[Problem details]
Below are records; work out how many of their lines contain "crate" and give only that number.

[Given data]
· · · · · · ·

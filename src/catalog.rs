//! Product catalog resolution.
//!
//! Quote and order lines point at `Product2` and `PricebookEntry` records the
//! run does not copy. When a referenced catalog record is missing from the
//! target, an equivalent one is found (products by `ProductCode`, then by
//! `Name`; entries by product and pricebook) or created, and the source id is
//! remapped to it in the target directory. Catalog records are shared
//! reference data: they are never ledgered, so a rerun finds them again
//! instead of deleting them.

use std::collections::{BTreeMap, BTreeSet, HashMap};

use serde_json::{json, Value};

use crate::error::MigrationError;
use crate::graph::{EdgeTarget, MigrationGraph};
use crate::store::{Filter, Query, RecordStore};
use crate::transform::TargetDirectory;
use crate::types::Row;

const PRODUCT: &str = "Product2";
const ENTRY: &str = "PricebookEntry";
const PRICEBOOK: &str = "Pricebook2";
const CHUNK: usize = 200;

#[derive(Debug, Clone, Copy, Default, PartialEq, Eq)]
pub struct CatalogReport {
    pub products_matched: usize,
    pub products_created: usize,
    pub entries_matched: usize,
    pub entries_created: usize,
}

fn text<'r>(row: &'r Row, field: &str) -> Option<&'r str> {
    row.get(field).and_then(Value::as_str).filter(|s| !s.is_empty())
}

fn ids(rows: &[Row]) -> BTreeSet<String> {
    rows.iter().filter_map(|r| text(r, "Id").map(str::to_string)).collect()
}

async fn fetch(
    store: &dyn RecordStore,
    object: &str,
    fields: &[&str],
    key: &str,
    values: &BTreeSet<String>,
) -> Result<Vec<Row>, MigrationError> {
    let values: Vec<&String> = values.iter().collect();
    let mut rows = Vec::new();
    for chunk in values.chunks(CHUNK) {
        let query = Query::select(object, fields.iter().copied())
            .filter(Filter::is_in(key, chunk.iter().map(|v| v.as_str())));
        let mut page = store
            .query(&query)
            .await
            .map_err(|e| MigrationError::store(format!("Reading {} from {}", object, store.label()), e))?;
        rows.append(&mut page);
    }
    Ok(rows)
}

/// Create `rows` in the target and return the new id per row index. Rows the
/// target rejects are logged and left out.
async fn create(
    target: &dyn RecordStore,
    object: &str,
    rows: &[Row],
) -> Result<HashMap<usize, String>, MigrationError> {
    if rows.is_empty() {
        return Ok(HashMap::new());
    }
    let outcomes = target
        .bulk_create(object, rows)
        .await
        .map_err(|e| MigrationError::store(format!("Creating {} in {}", object, target.label()), e))?;
    let mut created = HashMap::new();
    for outcome in outcomes {
        match outcome.result {
            Ok(id) => {
                created.insert(outcome.row_index, id);
            }
            Err(error) => log::warn!("{} row {} was not created: {}", object, outcome.row_index, error),
        }
    }
    Ok(created)
}

/// Catalog ids referenced by the graph that the target does not have.
fn missing_references(graph: &MigrationGraph, directory: &TargetDirectory) -> (BTreeSet<String>, BTreeSet<String>) {
    let mut products = BTreeSet::new();
    let mut entries = BTreeSet::new();
    for edge in graph.edges() {
        let EdgeTarget::External { objects, id } = &edge.target else {
            continue;
        };
        if directory.exists(objects, id) {
            continue;
        }
        if objects.iter().any(|o| o == ENTRY) {
            entries.insert(id.clone());
        } else if objects.iter().any(|o| o == PRODUCT) {
            products.insert(id.clone());
        }
    }
    (products, entries)
}

/// Find or create the missing products. Returns source id -> target id for
/// every product resolved, including those that already exist under their
/// source id.
async fn resolve_products(
    source: &dyn RecordStore,
    target: &dyn RecordStore,
    wanted: &BTreeSet<String>,
    report: &mut CatalogReport,
) -> Result<BTreeMap<String, String>, MigrationError> {
    let mut resolved: BTreeMap<String, String> = fetch(target, PRODUCT, &["Id"], "Id", wanted)
        .await?
        .iter()
        .filter_map(|r| text(r, "Id").map(|id| (id.to_string(), id.to_string())))
        .collect();

    let absent: BTreeSet<String> = wanted.iter().filter(|id| !resolved.contains_key(*id)).cloned().collect();
    if absent.is_empty() {
        return Ok(resolved);
    }
    let products = fetch(
        source,
        PRODUCT,
        &["Id", "Name", "ProductCode", "Description", "IsActive"],
        "Id",
        &absent,
    )
    .await?;

    let codes: BTreeSet<String> = products.iter().filter_map(|p| text(p, "ProductCode").map(str::to_string)).collect();
    let names: BTreeSet<String> = products.iter().filter_map(|p| text(p, "Name").map(str::to_string)).collect();
    let mut by_code = HashMap::new();
    for row in fetch(target, PRODUCT, &["Id", "ProductCode"], "ProductCode", &codes).await? {
        if let (Some(code), Some(id)) = (text(&row, "ProductCode"), text(&row, "Id")) {
            by_code.entry(code.to_string()).or_insert_with(|| id.to_string());
        }
    }
    let mut by_name = HashMap::new();
    for row in fetch(target, PRODUCT, &["Id", "Name"], "Name", &names).await? {
        if let (Some(name), Some(id)) = (text(&row, "Name"), text(&row, "Id")) {
            by_name.entry(name.to_string()).or_insert_with(|| id.to_string());
        }
    }

    let mut to_create: Vec<(String, Row)> = Vec::new();
    for product in &products {
        let Some(source_id) = text(product, "Id") else { continue };
        let matched = text(product, "ProductCode")
            .and_then(|code| by_code.get(code))
            .or_else(|| text(product, "Name").and_then(|name| by_name.get(name)));
        match matched {
            Some(target_id) => {
                log::info!("{} {} matched to {}", PRODUCT, source_id, target_id);
                resolved.insert(source_id.to_string(), target_id.clone());
                report.products_matched += 1;
            }
            None => {
                let mut row = Row::new();
                for field in ["Name", "ProductCode", "Description"] {
                    if let Some(value) = text(product, field) {
                        row.insert(field.to_string(), Value::String(value.to_string()));
                    }
                }
                row.insert("IsActive".to_string(), Value::Bool(true));
                to_create.push((source_id.to_string(), row));
            }
        }
    }

    let rows: Vec<Row> = to_create.iter().map(|(_, row)| row.clone()).collect();
    let created = create(target, PRODUCT, &rows).await?;
    for (index, (source_id, _)) in to_create.iter().enumerate() {
        if let Some(target_id) = created.get(&index) {
            resolved.insert(source_id.clone(), target_id.clone());
            report.products_created += 1;
        }
    }
    for id in &absent {
        if !resolved.contains_key(id) {
            log::warn!("{} {} could not be found or created in target", PRODUCT, id);
        }
    }
    Ok(resolved)
}

async fn standard_pricebook(target: &dyn RecordStore) -> Result<Option<String>, MigrationError> {
    let query = Query::select(PRICEBOOK, ["Id"]).filter(Filter::eq("IsStandard", true)).limit(1);
    let rows = target
        .query(&query)
        .await
        .map_err(|e| MigrationError::store("Finding the standard pricebook", e))?;
    Ok(rows.first().and_then(|r| text(r, "Id")).map(str::to_string))
}

struct WantedEntry {
    source_id: String,
    product: String,
    pricebook: String,
    unit_price: Value,
}

fn entry_row(product: &str, pricebook: &str, unit_price: &Value) -> Row {
    let mut row = Row::new();
    row.insert("Product2Id".to_string(), json!(product));
    row.insert("Pricebook2Id".to_string(), json!(pricebook));
    row.insert("UnitPrice".to_string(), unit_price.clone());
    row.insert("IsActive".to_string(), Value::Bool(true));
    row
}

/// Find or create every missing catalog record the graph references and
/// remap its source id in `directory`.
pub async fn resolve_catalog(
    source: &dyn RecordStore,
    target: &dyn RecordStore,
    graph: &MigrationGraph,
    directory: &mut TargetDirectory,
) -> Result<CatalogReport, MigrationError> {
    let mut report = CatalogReport::default();
    let (mut products, entry_ids) = missing_references(graph, directory);
    if products.is_empty() && entry_ids.is_empty() {
        return Ok(report);
    }

    let source_entries = fetch(
        source,
        ENTRY,
        &["Id", "Product2Id", "Pricebook2Id", "UnitPrice"],
        "Id",
        &entry_ids,
    )
    .await?;
    products.extend(source_entries.iter().filter_map(|e| text(e, "Product2Id").map(str::to_string)));

    let resolved = resolve_products(source, target, &products, &mut report).await?;
    for (source_id, target_id) in &resolved {
        if source_id != target_id {
            directory.remap(PRODUCT, source_id, target_id);
        }
    }
    if source_entries.is_empty() {
        log::info!("Catalog: {} product(s) matched, {} created", report.products_matched, report.products_created);
        return Ok(report);
    }

    let pricebooks: BTreeSet<String> = source_entries
        .iter()
        .filter_map(|e| text(e, "Pricebook2Id").map(str::to_string))
        .collect();
    let known_pricebooks = ids(&fetch(target, PRICEBOOK, &["Id"], "Id", &pricebooks).await?);
    let standard = standard_pricebook(target).await?;

    let mut wanted = Vec::new();
    for entry in &source_entries {
        let Some(source_id) = text(entry, "Id") else { continue };
        let Some(product) = text(entry, "Product2Id").and_then(|p| resolved.get(p)) else {
            log::warn!("{} {}: its product is unavailable in target", ENTRY, source_id);
            continue;
        };
        let pricebook = text(entry, "Pricebook2Id")
            .filter(|p| known_pricebooks.contains(*p))
            .map(str::to_string)
            .or_else(|| standard.clone());
        let Some(pricebook) = pricebook else {
            log::warn!("{} {}: no usable pricebook in target", ENTRY, source_id);
            continue;
        };
        wanted.push(WantedEntry {
            source_id: source_id.to_string(),
            product: product.clone(),
            pricebook,
            unit_price: entry.get("UnitPrice").filter(|v| v.is_number()).cloned().unwrap_or(json!(0)),
        });
    }

    let target_products: BTreeSet<String> = wanted.iter().map(|w| w.product.clone()).collect();
    let mut existing: HashMap<(String, String), String> = HashMap::new();
    for row in fetch(target, ENTRY, &["Id", "Product2Id", "Pricebook2Id"], "Product2Id", &target_products).await? {
        if let (Some(id), Some(product), Some(pricebook)) =
            (text(&row, "Id"), text(&row, "Product2Id"), text(&row, "Pricebook2Id"))
        {
            existing.insert((product.to_string(), pricebook.to_string()), id.to_string());
        }
    }

    // A custom pricebook entry needs a standard one for the same product.
    if let Some(standard) = &standard {
        let mut needed: Vec<(String, Value)> = Vec::new();
        for w in wanted.iter().filter(|w| &w.pricebook != standard) {
            let key = (w.product.clone(), standard.clone());
            if !existing.contains_key(&key) && !needed.iter().any(|(p, _)| *p == w.product) {
                needed.push((w.product.clone(), w.unit_price.clone()));
            }
        }
        let rows: Vec<Row> = needed.iter().map(|(p, price)| entry_row(p, standard, price)).collect();
        let created = create(target, ENTRY, &rows).await?;
        for (index, (product, _)) in needed.iter().enumerate() {
            if let Some(id) = created.get(&index) {
                existing.insert((product.clone(), standard.clone()), id.clone());
                report.entries_created += 1;
            }
        }
    }

    let mut to_create: Vec<&WantedEntry> = Vec::new();
    for w in &wanted {
        match existing.get(&(w.product.clone(), w.pricebook.clone())) {
            Some(id) => {
                directory.remap(ENTRY, &w.source_id, id);
                report.entries_matched += 1;
            }
            None if to_create.iter().any(|c| c.product == w.product && c.pricebook == w.pricebook) => {}
            None => to_create.push(w),
        }
    }
    let rows: Vec<Row> = to_create.iter().map(|w| entry_row(&w.product, &w.pricebook, &w.unit_price)).collect();
    let created = create(target, ENTRY, &rows).await?;
    for (index, w) in to_create.iter().enumerate() {
        if let Some(id) = created.get(&index) {
            existing.insert((w.product.clone(), w.pricebook.clone()), id.clone());
            report.entries_created += 1;
        }
    }
    // Entries sharing a product and pricebook with one created above.
    for w in &wanted {
        if directory.remapped(&[ENTRY.to_string()], &w.source_id).is_some() {
            continue;
        }
        match existing.get(&(w.product.clone(), w.pricebook.clone())) {
            Some(id) => directory.remap(ENTRY, &w.source_id, id),
            None => log::warn!("{} {} could not be found or created in target", ENTRY, w.source_id),
        }
    }

    log::info!(
        "Catalog: {} product(s) matched, {} created; {} pricebook entr(ies) matched, {} created",
        report.products_matched,
        report.products_created,
        report.entries_matched,
        report.entries_created
    );
    Ok(report)
}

· · · · · · ·

[Exercise result]
5